= Beginning of Section =

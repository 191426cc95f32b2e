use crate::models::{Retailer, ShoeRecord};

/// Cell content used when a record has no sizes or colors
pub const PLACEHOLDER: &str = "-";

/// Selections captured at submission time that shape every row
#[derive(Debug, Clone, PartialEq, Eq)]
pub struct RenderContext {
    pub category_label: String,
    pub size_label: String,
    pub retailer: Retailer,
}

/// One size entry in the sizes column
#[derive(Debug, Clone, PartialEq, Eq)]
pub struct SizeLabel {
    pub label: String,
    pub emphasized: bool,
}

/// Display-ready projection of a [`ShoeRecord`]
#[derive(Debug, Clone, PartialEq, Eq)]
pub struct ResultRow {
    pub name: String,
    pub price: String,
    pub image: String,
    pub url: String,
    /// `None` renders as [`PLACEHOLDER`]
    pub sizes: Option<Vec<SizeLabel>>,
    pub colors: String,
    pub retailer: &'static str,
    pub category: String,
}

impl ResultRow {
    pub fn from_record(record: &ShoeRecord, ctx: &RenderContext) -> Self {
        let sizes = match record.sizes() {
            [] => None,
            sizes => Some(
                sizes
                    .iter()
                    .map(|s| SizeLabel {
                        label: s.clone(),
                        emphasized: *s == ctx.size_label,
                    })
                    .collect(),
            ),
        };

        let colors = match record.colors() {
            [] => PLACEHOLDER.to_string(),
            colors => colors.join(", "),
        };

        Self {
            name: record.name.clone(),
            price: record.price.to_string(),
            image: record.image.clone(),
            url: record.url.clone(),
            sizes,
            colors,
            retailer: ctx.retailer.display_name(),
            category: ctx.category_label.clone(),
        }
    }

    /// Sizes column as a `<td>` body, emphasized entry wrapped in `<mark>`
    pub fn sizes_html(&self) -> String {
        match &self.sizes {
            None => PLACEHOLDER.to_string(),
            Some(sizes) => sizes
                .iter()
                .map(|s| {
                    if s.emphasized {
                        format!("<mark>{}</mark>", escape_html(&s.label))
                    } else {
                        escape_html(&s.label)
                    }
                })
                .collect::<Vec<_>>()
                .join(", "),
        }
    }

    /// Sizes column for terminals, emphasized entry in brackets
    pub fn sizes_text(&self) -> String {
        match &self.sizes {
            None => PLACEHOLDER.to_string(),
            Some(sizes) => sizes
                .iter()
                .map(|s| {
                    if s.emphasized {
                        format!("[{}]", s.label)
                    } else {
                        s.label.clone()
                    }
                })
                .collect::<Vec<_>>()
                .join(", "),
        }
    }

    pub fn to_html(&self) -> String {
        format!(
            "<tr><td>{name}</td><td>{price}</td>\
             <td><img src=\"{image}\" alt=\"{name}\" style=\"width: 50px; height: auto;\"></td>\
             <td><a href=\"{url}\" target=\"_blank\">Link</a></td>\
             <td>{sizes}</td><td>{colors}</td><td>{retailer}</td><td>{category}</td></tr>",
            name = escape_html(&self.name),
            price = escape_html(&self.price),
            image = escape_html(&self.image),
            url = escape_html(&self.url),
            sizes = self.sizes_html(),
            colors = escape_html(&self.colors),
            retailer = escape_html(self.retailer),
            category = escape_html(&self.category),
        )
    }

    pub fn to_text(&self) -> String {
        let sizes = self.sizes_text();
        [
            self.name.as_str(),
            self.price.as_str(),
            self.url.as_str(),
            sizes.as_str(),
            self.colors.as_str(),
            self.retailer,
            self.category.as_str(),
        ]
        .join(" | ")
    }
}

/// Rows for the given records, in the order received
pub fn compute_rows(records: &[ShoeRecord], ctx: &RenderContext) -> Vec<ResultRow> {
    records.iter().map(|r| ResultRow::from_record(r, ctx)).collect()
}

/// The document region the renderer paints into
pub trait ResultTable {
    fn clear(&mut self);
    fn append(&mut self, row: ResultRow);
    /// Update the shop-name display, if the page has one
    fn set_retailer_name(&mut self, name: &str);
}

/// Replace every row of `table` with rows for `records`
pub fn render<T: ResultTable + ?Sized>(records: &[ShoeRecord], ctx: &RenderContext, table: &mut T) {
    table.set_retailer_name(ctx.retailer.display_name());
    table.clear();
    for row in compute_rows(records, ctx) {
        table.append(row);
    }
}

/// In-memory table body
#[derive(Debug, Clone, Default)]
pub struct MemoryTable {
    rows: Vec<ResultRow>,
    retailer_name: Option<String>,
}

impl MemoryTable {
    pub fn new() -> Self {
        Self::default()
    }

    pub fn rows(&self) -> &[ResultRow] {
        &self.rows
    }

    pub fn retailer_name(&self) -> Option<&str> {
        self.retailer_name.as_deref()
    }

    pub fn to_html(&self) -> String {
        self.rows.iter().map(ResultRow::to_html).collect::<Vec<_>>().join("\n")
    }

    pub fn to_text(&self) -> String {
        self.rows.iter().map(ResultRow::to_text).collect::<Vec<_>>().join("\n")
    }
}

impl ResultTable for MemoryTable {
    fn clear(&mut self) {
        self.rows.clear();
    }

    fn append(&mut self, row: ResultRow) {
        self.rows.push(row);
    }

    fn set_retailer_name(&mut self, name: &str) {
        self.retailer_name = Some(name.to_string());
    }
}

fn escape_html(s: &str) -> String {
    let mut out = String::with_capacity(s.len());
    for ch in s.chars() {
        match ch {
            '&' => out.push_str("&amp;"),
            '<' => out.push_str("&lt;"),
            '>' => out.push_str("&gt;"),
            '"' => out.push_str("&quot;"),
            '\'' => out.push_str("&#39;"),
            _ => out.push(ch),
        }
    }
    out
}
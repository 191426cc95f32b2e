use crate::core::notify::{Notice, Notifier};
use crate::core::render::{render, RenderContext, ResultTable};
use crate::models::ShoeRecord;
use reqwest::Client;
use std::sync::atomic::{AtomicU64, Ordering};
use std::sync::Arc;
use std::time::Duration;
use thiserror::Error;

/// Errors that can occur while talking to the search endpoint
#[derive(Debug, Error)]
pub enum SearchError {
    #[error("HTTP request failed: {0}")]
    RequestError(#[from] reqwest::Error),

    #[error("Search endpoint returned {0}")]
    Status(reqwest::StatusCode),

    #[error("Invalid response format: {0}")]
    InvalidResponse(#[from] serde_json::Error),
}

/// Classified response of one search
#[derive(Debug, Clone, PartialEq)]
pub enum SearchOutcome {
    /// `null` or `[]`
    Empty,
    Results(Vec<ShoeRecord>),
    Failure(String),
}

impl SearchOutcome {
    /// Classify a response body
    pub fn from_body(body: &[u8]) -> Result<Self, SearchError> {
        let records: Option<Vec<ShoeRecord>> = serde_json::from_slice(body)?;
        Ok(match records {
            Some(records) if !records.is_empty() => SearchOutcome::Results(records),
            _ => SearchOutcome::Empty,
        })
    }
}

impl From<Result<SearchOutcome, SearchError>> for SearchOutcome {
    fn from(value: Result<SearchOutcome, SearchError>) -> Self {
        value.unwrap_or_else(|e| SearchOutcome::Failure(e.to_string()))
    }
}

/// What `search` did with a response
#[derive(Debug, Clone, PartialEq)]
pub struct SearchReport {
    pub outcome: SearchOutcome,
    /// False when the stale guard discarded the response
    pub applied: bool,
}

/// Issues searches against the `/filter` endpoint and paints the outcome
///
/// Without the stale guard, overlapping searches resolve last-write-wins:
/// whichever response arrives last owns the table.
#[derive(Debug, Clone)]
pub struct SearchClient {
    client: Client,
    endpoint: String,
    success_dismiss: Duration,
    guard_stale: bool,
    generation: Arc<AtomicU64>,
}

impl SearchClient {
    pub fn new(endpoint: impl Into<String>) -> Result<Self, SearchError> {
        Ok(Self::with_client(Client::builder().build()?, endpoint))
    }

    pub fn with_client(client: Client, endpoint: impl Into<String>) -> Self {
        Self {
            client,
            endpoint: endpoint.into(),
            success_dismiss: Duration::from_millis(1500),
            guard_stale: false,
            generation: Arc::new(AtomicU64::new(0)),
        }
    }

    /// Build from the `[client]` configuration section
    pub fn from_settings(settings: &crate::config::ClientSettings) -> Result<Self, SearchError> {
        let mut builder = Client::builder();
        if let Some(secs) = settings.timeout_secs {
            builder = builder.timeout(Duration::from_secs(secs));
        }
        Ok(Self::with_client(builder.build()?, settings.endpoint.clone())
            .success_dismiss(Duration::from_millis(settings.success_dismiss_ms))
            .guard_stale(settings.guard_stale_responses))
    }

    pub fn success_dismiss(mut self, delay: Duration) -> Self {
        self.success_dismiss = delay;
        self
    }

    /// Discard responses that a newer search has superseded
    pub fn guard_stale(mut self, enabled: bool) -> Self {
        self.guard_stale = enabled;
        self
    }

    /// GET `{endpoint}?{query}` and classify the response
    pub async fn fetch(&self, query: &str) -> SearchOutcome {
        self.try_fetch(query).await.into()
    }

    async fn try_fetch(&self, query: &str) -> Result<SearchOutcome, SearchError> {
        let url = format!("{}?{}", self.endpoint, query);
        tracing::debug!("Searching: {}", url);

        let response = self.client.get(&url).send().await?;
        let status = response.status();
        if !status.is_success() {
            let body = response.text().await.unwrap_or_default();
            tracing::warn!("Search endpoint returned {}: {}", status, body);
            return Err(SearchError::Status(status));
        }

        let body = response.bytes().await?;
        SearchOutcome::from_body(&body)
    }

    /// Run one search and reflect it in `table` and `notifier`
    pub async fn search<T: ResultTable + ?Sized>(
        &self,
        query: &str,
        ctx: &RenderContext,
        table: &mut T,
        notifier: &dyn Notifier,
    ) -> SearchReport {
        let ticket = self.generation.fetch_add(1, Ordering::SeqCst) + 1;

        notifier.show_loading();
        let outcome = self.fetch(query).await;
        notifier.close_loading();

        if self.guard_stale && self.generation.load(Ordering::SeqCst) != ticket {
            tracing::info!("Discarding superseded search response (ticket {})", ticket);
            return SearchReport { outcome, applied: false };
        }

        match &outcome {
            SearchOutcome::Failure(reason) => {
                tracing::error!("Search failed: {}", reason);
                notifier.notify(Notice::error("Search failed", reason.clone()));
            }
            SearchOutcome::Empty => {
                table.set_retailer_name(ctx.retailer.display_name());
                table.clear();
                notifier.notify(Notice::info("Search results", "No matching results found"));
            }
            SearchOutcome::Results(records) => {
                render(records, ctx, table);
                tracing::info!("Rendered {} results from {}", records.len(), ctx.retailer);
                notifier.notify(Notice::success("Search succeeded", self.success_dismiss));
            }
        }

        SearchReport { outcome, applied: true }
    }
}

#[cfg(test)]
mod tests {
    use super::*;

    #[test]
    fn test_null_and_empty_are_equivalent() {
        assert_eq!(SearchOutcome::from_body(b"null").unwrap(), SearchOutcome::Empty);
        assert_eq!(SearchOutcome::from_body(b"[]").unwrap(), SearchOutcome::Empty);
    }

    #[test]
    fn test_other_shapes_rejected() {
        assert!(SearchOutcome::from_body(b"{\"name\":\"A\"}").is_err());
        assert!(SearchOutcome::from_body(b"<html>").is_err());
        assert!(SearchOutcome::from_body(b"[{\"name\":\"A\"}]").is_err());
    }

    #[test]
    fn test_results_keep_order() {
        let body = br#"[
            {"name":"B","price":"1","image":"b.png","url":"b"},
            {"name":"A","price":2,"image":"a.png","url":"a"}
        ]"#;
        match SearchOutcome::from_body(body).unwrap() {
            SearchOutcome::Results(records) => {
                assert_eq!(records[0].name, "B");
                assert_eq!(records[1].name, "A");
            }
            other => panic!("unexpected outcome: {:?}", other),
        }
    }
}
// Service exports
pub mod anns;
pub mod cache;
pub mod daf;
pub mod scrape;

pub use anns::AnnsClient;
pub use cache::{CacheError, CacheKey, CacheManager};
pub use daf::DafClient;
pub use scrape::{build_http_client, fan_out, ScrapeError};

= End of Section =

Lines in the data holding the word "enabled": count them and say how many, nothing more.

### SOLVED PROBLEM
2